Originally based on the Hummingbird from Jan Portegijs, it's now a simplified microcontroller based design.
  • Max. 18 channels (6 per phase), 2kW per channel, max. 36 kW,
  • phase-angle triggered triacs, single angle per phase. No staggered triggering. -> so from an electrical regulating point of view, it's actually only one channel with 6 triacs in parallel.
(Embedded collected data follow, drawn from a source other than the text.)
//! Assembly of the final path from points, strategy and baseline.

use std::borrow::Cow;

use log::trace;

use crate::{
    config::{Baseline, Config, Layout},
    error::{Error, Result},
    filter::filter_baseline,
    path::Path,
    point::Point,
    registry::{self, Strategy},
    shape::{self, Edges},
};

/// The reference edge an area is filled to.
#[derive(Clone, Debug, PartialEq)]
pub enum BaseEdge<'a> {
    /// Constant value on the dependent axis.
    Scalar(f64),
    /// Per-point base, paired with data points by position.
    Points(Cow<'a, [Point]>),
}

/// The shape a builder produces.
#[derive(Clone, Copy, Debug, PartialEq, Eq)]
pub enum Mode {
    /// Area against per-point base positions.
    VectorArea,
    /// Area against a constant baseline.
    ScalarArea,
    /// Open (or curve-closed) line.
    Line,
}

/// Builds paths for one resolved configuration.
///
/// The builder is an immutable value; [`PathBuilder::build`] borrows it and
/// allocates fresh curve state for every call.
#[derive(Clone, Debug)]
pub struct PathBuilder<'a> {
    /// Interpolation strategy.
    strategy: Strategy<'a>,
    /// Chart orientation.
    layout: Layout,
    /// Area baseline, if any.
    baseline: Option<BaseEdge<'a>>,
    /// Coordinate rounding.
    digits: Option<u8>,
}

impl<'a> PathBuilder<'a> {
    /// A line builder for `strategy`.
    pub fn new(strategy: Strategy<'a>, layout: Layout) -> Self {
        Self {
            strategy,
            layout,
            baseline: None,
            digits: None,
        }
    }

    /// Resolve the curve type and baseline of `config`.
    ///
    /// A per-point baseline is filtered the same way `config` filters points.
    pub fn from_config(config: &'a Config) -> Self {
        let baseline = config.baseline.as_ref().map(|b| match b {
            Baseline::Scalar(v) => BaseEdge::Scalar(*v),
            Baseline::Points(points) => BaseEdge::Points(filter_baseline(points, config)),
        });
        Self {
            strategy: registry::resolve(&config.curve, config.layout),
            layout: config.layout,
            baseline,
            digits: config.digits,
        }
    }

    /// Fill an area down to `baseline`.
    pub fn with_baseline(mut self, baseline: BaseEdge<'a>) -> Self {
        self.baseline = Some(baseline);
        self
    }

    /// Round coordinates to `digits` fractional digits.
    pub fn with_digits(mut self, digits: Option<u8>) -> Self {
        self.digits = digits;
        self
    }

    /// The resolved strategy.
    pub fn strategy(&self) -> Strategy<'a> {
        self.strategy
    }

    /// The shape this builder produces. A NaN scalar baseline is no baseline.
    pub fn mode(&self) -> Mode {
        match &self.baseline {
            Some(BaseEdge::Points(_)) => Mode::VectorArea,
            Some(BaseEdge::Scalar(v)) if !v.is_nan() => Mode::ScalarArea,
            _ => Mode::Line,
        }
    }

    /// Build the path through `points`.
    ///
    /// Returns `Ok(None)` when there is nothing to draw, and
    /// [`Error::BaselineTooShort`] when a per-point baseline cannot cover
    /// every point. Base points beyond the last data point are ignored.
    pub fn build(&self, points: &[Point]) -> Result<Option<String>> {
        let mode = self.mode();
        trace!(
            "building {mode:?} path: {} points, curve {}, {} layout",
            points.len(),
            self.strategy.name(),
            self.layout
        );
        let mut curve = self.strategy.curve();
        let path = Path::with_digits(self.digits);
        let vertical = self.layout == Layout::Vertical;

        let out = match &self.baseline {
            Some(BaseEdge::Points(base)) => {
                if base.len() < points.len() {
                    return Err(Error::BaselineTooShort {
                        points: points.len(),
                        baseline: base.len(),
                    });
                }
                let paired: Vec<(&Point, &Point)> = points.iter().zip(base.iter()).collect();
                shape::area(
                    &paired,
                    |(p, _)| p.is_defined(),
                    |(p, b)| vector_edges(p, b, vertical),
                    curve.as_mut(),
                    path,
                )
            }
            Some(BaseEdge::Scalar(v)) if !v.is_nan() => shape::area(
                points,
                Point::is_defined,
                |p| scalar_edges(p, *v, vertical),
                curve.as_mut(),
                path,
            ),
            _ => shape::line(
                points,
                Point::is_defined,
                |p| (p.x_or_nan(), p.y_or_nan()),
                curve.as_mut(),
                path,
            ),
        };
        Ok(out)
    }
}

/// Edges against a per-point base. The independent coordinate comes from the
/// data point; only the dependent coordinate is read from the base.
fn vector_edges(p: &Point, base: &Point, vertical: bool) -> Edges {
    let (x, y) = (p.x_or_nan(), p.y_or_nan());
    Edges {
        top: (x, y),
        base: if vertical {
            (base.x_or_nan(), y)
        } else {
            (x, base.y_or_nan())
        },
    }
}

/// Edges against a constant baseline.
fn scalar_edges(p: &Point, value: f64, vertical: bool) -> Edges {
    let (x, y) = (p.x_or_nan(), p.y_or_nan());
    Edges {
        top: (x, y),
        base: if vertical { (value, y) } else { (x, value) },
    }
}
This leads to a non-sinusoidal waveform.
  • No additional protection features, no valve control, no options, but simple and cheap.
  • PCB is not protected againt triac failure/overvoltage with optocouplers
The PCBs are produced in batches of 100, and then hand-soldered in through-hole technology in a shop in Pakistan.
Quality of the soldered PCB can vary - each one needs to be checked.
The final assembly is done by trained locals in Afghanistan.
For larger capacities, multiple ELCs are operated in parallel.

Cost calculation

In case you're contemplating to build your own remotehydrolight ELC:
I've calculated the approximate parts costs in Europe for some power ratings.

BOM Bill of Materials and parts cost calculation

detailed spreadsheet libre office .ods

For technical details of the parts, read the RHL manual on the RHL website.

Summary parts cost,iIf you build a single unit for yourself:
power rating
2 kW
4 kW
10 kW
20 kW    
36 kW

Costs may vary depending on the availability and price of parts in your place of the world.
Costs can be lowered by approx. 30 USD if you use a drilled solder point grid board (prototyping board with copper dots) or if you etch the PCB yourself.
Even more can be saved (30 - 40 USD) if you build the casing yourself from sheet metal, or if you integrate the ELC into an existing switch cabinet.
The price also includes a MSP430 USB Stick Development Tool for 24 USD. If you already own one, then you're well off.

This would bring the prices down as follows:
absolute minimum parts costs in USD/EUR
2 kW     100
4 kW     110
10 kW   135
20 kW   165
36 kW   225

For the really penny-saving guys: it's possible to eliminate the the costs for the coils by modifying the software, so it uses zero-crossing switching (Manfred Mornhinweg style)
I don't think it's possible to build an ELC much cheaper, without sacrificing safety or reliability. Functionality is already limited to the absolute minimum :-)

If you prefer to buy or build only parts of the ELC, look here for assembly kits

For comparison: The indian guy advertises following prices for a COMPLETE ELC:
2 KW 270 USD
5 kw 410 USD

Maybe this is helpful for some people in their decision-finding.